In response to this, John Reid, the Secretary of State for Health announced that after April 2005, couples that met the NICE criteria would be offered just one cycle of IVF although he expected the NHS to make progress towards full implementation of the NICE guidance. Priority would be given to couples who did not already have a child living with them. At a local level, the PCTs (Primary Care Trusts) would be expected to fund the costs of implementation.

There have been startling variations in the provisions made by the different PCTs. These range from no funded treatment to full implementation of the NICE recommendations. Few of the PCTs accept that a treatment cycle includes the fresh embryo transfer plus the subsequent transfer of all frozen embryos that resulted from that same egg collection. The majority of PCTs make no provision for the use of frozen embryos.

How can acceptance of eSET be achieved?

There needs to be adequate NHS funding to fully implement the NICE guidelines.
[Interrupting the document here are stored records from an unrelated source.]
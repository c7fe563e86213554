//! Built-in evaluation instruction

/// Instruction sent as the system message when a caller supplies none.
///
/// It pins the response to the JSON object the parser expects.
pub const DEFAULT_INSTRUCTION: &str = r#"You are a senior software engineer reviewing a code repository.
Evaluate the repository described in the user message and answer with a single JSON object and nothing else:

{
  "summary": "one or two sentences on the overall quality",
  "strengths": ["short bullet", "..."],
  "improvements": ["short bullet", "..."],
  "scores": {
    "readme": 0,
    "test": 0,
    "commit": 0,
    "cicd": 0
  }
}

Scoring rules:
- readme: quality and completeness of the documentation
- test: presence and depth of automated tests
- commit: clarity and granularity of the commit history
- cicd: build, test and release automation
Each score is an integer from 0 to 25. Do not use decimals. Do not wrap the JSON in markdown."#;

/// Caller-supplied instruction, or [`DEFAULT_INSTRUCTION`] when absent or blank
pub fn instruction_or_default(prompt: Option<&str>) -> &str {
    prompt
        .filter(|p| !p.trim().is_empty())
        .unwrap_or(DEFAULT_INSTRUCTION)
}

#[cfg(test)]
mod tests {
    use super::*;

    #[test]
    fn test_instruction_names_every_score_key() {
        for field in crate::types::ScoreField::ALL {
            assert!(DEFAULT_INSTRUCTION.contains(&format!("\"{}\"", field.key())));
        }
        assert!(DEFAULT_INSTRUCTION.contains("0 to 25"));
    }

    #[test]
    fn test_blank_or_missing_prompt_uses_default() {
        assert_eq!(instruction_or_default(None), DEFAULT_INSTRUCTION);
        assert_eq!(instruction_or_default(Some("")), DEFAULT_INSTRUCTION);
        assert_eq!(instruction_or_default(Some(" \n\t")), DEFAULT_INSTRUCTION);
        assert_eq!(instruction_or_default(Some("Score it")), "Score it");
    }
}
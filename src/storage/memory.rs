//! Process-local history store

use crate::error::{ReposcoreError, Result};
use crate::storage::{check_scores, validate_html_url, HistoryStore};
use crate::types::{AnalysisId, AnalysisRecord, AnalysisRecordDraft, RepositoryId};
use async_trait::async_trait;
use chrono::Utc;
use std::collections::HashMap;
use tokio::sync::RwLock;

#[derive(Default)]
struct Inner {
    repositories: HashMap<String, RepositoryId>,
    records: Vec<AnalysisRecord>,
    next_repository_id: i64,
    next_analysis_id: i64,
}

impl Inner {
    fn knows(&self, repository_id: RepositoryId) -> bool {
        self.repositories.values().any(|id| *id == repository_id)
    }

    fn history(&self, repository_id: RepositoryId) -> Vec<AnalysisRecord> {
        let mut records: Vec<AnalysisRecord> = self
            .records
            .iter()
            .filter(|r| r.repository_id == repository_id)
            .cloned()
            .collect();
        records.sort_by(|a, b| (b.created_at, b.id).cmp(&(a.created_at, a.id)));
        records
    }
}

/// [`HistoryStore`] kept entirely in memory; contents vanish with the process
#[derive(Default)]
pub struct InMemoryHistoryStore {
    inner: RwLock<Inner>,
}

impl InMemoryHistoryStore {
    pub fn new() -> Self {
        Self::default()
    }
}

#[async_trait]
impl HistoryStore for InMemoryHistoryStore {
    async fn register_repository(&self, html_url: &str) -> Result<RepositoryId> {
        let html_url = validate_html_url(html_url)?;
        let mut inner = self.inner.write().await;

        if let Some(id) = inner.repositories.get(html_url) {
            return Ok(*id);
        }

        inner.next_repository_id += 1;
        let id = RepositoryId(inner.next_repository_id);
        inner.repositories.insert(html_url.to_string(), id);
        Ok(id)
    }

    async fn append(&self, draft: AnalysisRecordDraft) -> Result<AnalysisRecord> {
        check_scores(&draft)?;
        let mut inner = self.inner.write().await;

        if !inner.knows(draft.repository_id) {
            return Err(ReposcoreError::PersistenceFailure(format!(
                "unknown repository {}",
                draft.repository_id
            )));
        }

        let floor = inner
            .records
            .iter()
            .filter(|r| r.repository_id == draft.repository_id)
            .map(|r| r.created_at)
            .max();
        let now = Utc::now();
        let created_at = floor.map_or(now, |latest| latest.max(now));

        inner.next_analysis_id += 1;
        let record =
            AnalysisRecord::from_draft(AnalysisId(inner.next_analysis_id), created_at, draft);
        inner.records.push(record.clone());
        Ok(record)
    }

    async fn latest_for(&self, repository_id: RepositoryId) -> Result<Option<AnalysisRecord>> {
        let inner = self.inner.read().await;
        Ok(inner
            .records
            .iter()
            .filter(|r| r.repository_id == repository_id)
            .fold(None, |best: Option<&AnalysisRecord>, r| match best {
                Some(b) if !r.is_newer_than(b) => Some(b),
                _ => Some(r),
            })
            .cloned())
    }

    async fn all_for(&self, repository_id: RepositoryId) -> Result<Vec<AnalysisRecord>> {
        Ok(self.inner.read().await.history(repository_id))
    }

    async fn count_for(&self, repository_id: RepositoryId) -> Result<u64> {
        let inner = self.inner.read().await;
        Ok(inner
            .records
            .iter()
            .filter(|r| r.repository_id == repository_id)
            .count() as u64)
    }

    async fn get(&self, id: AnalysisId) -> Result<Option<AnalysisRecord>> {
        let inner = self.inner.read().await;
        Ok(inner.records.iter().find(|r| r.id == id).cloned())
    }
}
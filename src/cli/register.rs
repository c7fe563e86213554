//! Repository registration command

use super::helpers::build_service;
use reposcore_core::{config::Settings, Result};

pub async fn handle(mut settings: Settings, html_url: String) -> Result<()> {
    let service = build_service(&mut settings).await?;
    let id = service.register_repository(&html_url).await?;
    println!("{}", id);
    Ok(())
}
//! Common test utilities and helpers

#![allow(dead_code)]

use async_trait::async_trait;
use reposcore_core::{
    ConnectionMode, EvaluationService, LibsqlHistoryStore, ModelGateway, ReposcoreError, Result,
};
use std::collections::VecDeque;
use std::sync::{Arc, Mutex};
use std::time::Duration;
use tempfile::TempDir;

pub const REFERENCE_JSON: &str = r#"{"summary":"Good docs, weak tests","strengths":["Clear README"],"improvements":["Add unit tests"],"scores":{"readme":20,"test":5,"commit":15,"cicd":0}}"#;

/// Build a valid model answer with the given summary and readme score
pub fn evaluation_json(summary: &str, readme: i64) -> String {
    format!(
        r#"{{"summary":"{}","strengths":["s"],"improvements":["i"],"scores":{{"readme":{},"test":5,"commit":15,"cicd":0}}}}"#,
        summary, readme
    )
}

/// Create a file-backed libSQL store in a temporary directory
///
/// Uses a file instead of `:memory:` so the schema and data live in one
/// database regardless of how connections are opened.
pub async fn create_test_store() -> (TempDir, Arc<LibsqlHistoryStore>) {
    let dir = tempfile::tempdir().expect("Failed to create temp dir");
    let path = dir.path().join("reposcore_test.db");
    let store = LibsqlHistoryStore::open(ConnectionMode::Local(
        path.to_string_lossy().to_string(),
    ))
    .await
    .expect("Failed to create test store");
    (dir, Arc::new(store))
}

/// One scripted gateway answer: optional delay, then the result
pub struct Scripted {
    pub delay: Duration,
    pub answer: Result<String>,
}

impl Scripted {
    pub fn ok(answer: impl Into<String>) -> Self {
        Self {
            delay: Duration::ZERO,
            answer: Ok(answer.into()),
        }
    }

    pub fn after(delay: Duration, answer: impl Into<String>) -> Self {
        Self {
            delay,
            answer: Ok(answer.into()),
        }
    }

    pub fn unavailable(reason: &str) -> Self {
        Self {
            delay: Duration::ZERO,
            answer: Err(ReposcoreError::GatewayUnavailable(reason.to_string())),
        }
    }
}

/// Gateway replaying scripted answers in call order and recording inputs
#[derive(Default)]
pub struct ScriptedGateway {
    script: Mutex<VecDeque<Scripted>>,
    calls: Mutex<Vec<(String, String)>>,
}

impl ScriptedGateway {
    pub fn new(script: Vec<Scripted>) -> Arc<Self> {
        Arc::new(Self {
            script: Mutex::new(script.into()),
            calls: Mutex::new(Vec::new()),
        })
    }

    pub fn calls(&self) -> Vec<(String, String)> {
        self.calls.lock().unwrap().clone()
    }
}

#[async_trait]
impl ModelGateway for ScriptedGateway {
    async fn complete(&self, content: &str, instruction: &str) -> Result<String> {
        self.calls
            .lock()
            .unwrap()
            .push((content.to_string(), instruction.to_string()));
        let next = self.script.lock().unwrap().pop_front();
        match next {
            Some(step) => {
                if !step.delay.is_zero() {
                    tokio::time::sleep(step.delay).await;
                }
                step.answer
            }
            None => Err(ReposcoreError::GatewayUnavailable(
                "script exhausted".to_string(),
            )),
        }
    }

    fn name(&self) -> &'static str {
        "scripted"
    }
}

/// Orchestrator over a scripted gateway and a fresh libSQL store
pub async fn create_test_service(
    script: Vec<Scripted>,
) -> (
    TempDir,
    Arc<ScriptedGateway>,
    Arc<LibsqlHistoryStore>,
    Arc<EvaluationService>,
) {
    let (dir, store) = create_test_store().await;
    let gateway = ScriptedGateway::new(script);
    let service = Arc::new(EvaluationService::new(gateway.clone(), store.clone()));
    (dir, gateway, store, service)
}
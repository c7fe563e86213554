//! HTTP API server command

use super::helpers::build_service;
use reposcore_core::{
    api::{ApiServer, ApiServerConfig},
    config::Settings,
};
use std::net::SocketAddr;
use tracing::debug;

/// Handle server startup command
pub async fn handle(mut settings: Settings, addr: Option<String>) -> anyhow::Result<()> {
    let addr = addr.unwrap_or_else(|| settings.server.addr.clone());
    let socket_addr: SocketAddr = addr
        .parse()
        .map_err(|e| anyhow::anyhow!("Invalid address '{}': {}", addr, e))?;

    debug!("Starting HTTP API server...");
    let evaluator = build_service(&mut settings).await?;

    ApiServer::new(ApiServerConfig { addr: socket_addr }, evaluator)
        .serve()
        .await
}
Patient education is essential. Many patients will find twins acceptable in spite of the risks, particularly if they feel that their chances of success are even minimally reduced.

It is also essential to educate clinicians. Clinicians need to believe the value of eSET and the benefits of reducing multiple pregnancy rates.

How can eSET be carried out without reducing success rates?

It is essential that the need to reduce multiple pregnancy rates is not at the expense of IVF success rates.

Women who have the best chance of getting pregnant also have the highest chance of having a multiple pregnancy.

  • eSET is carried out for those women most at risk of having twins:
    – under the age of 35
    – no more than one previous failed IVF attempt
    – there is more than 1 top quality embryo available for transfer
  • Set up effective embryo freezing programmes so that good quality embryos are available for transfer if the fresh transfer should fail;
  • If there is more than 1 good quality blastocyst available for transfer, only 1 blastocyst should be transferred.
  • 2 embryos are transferred for women aged 35 –39
  • 2 – 3 embryos are transferred for women aged 40 →

eSET need not be reserved for the younger patient with a good prognosis for a successful outcome. There will be a number of older women who have a good yield of top quality embryos for whom sET will be appropriate.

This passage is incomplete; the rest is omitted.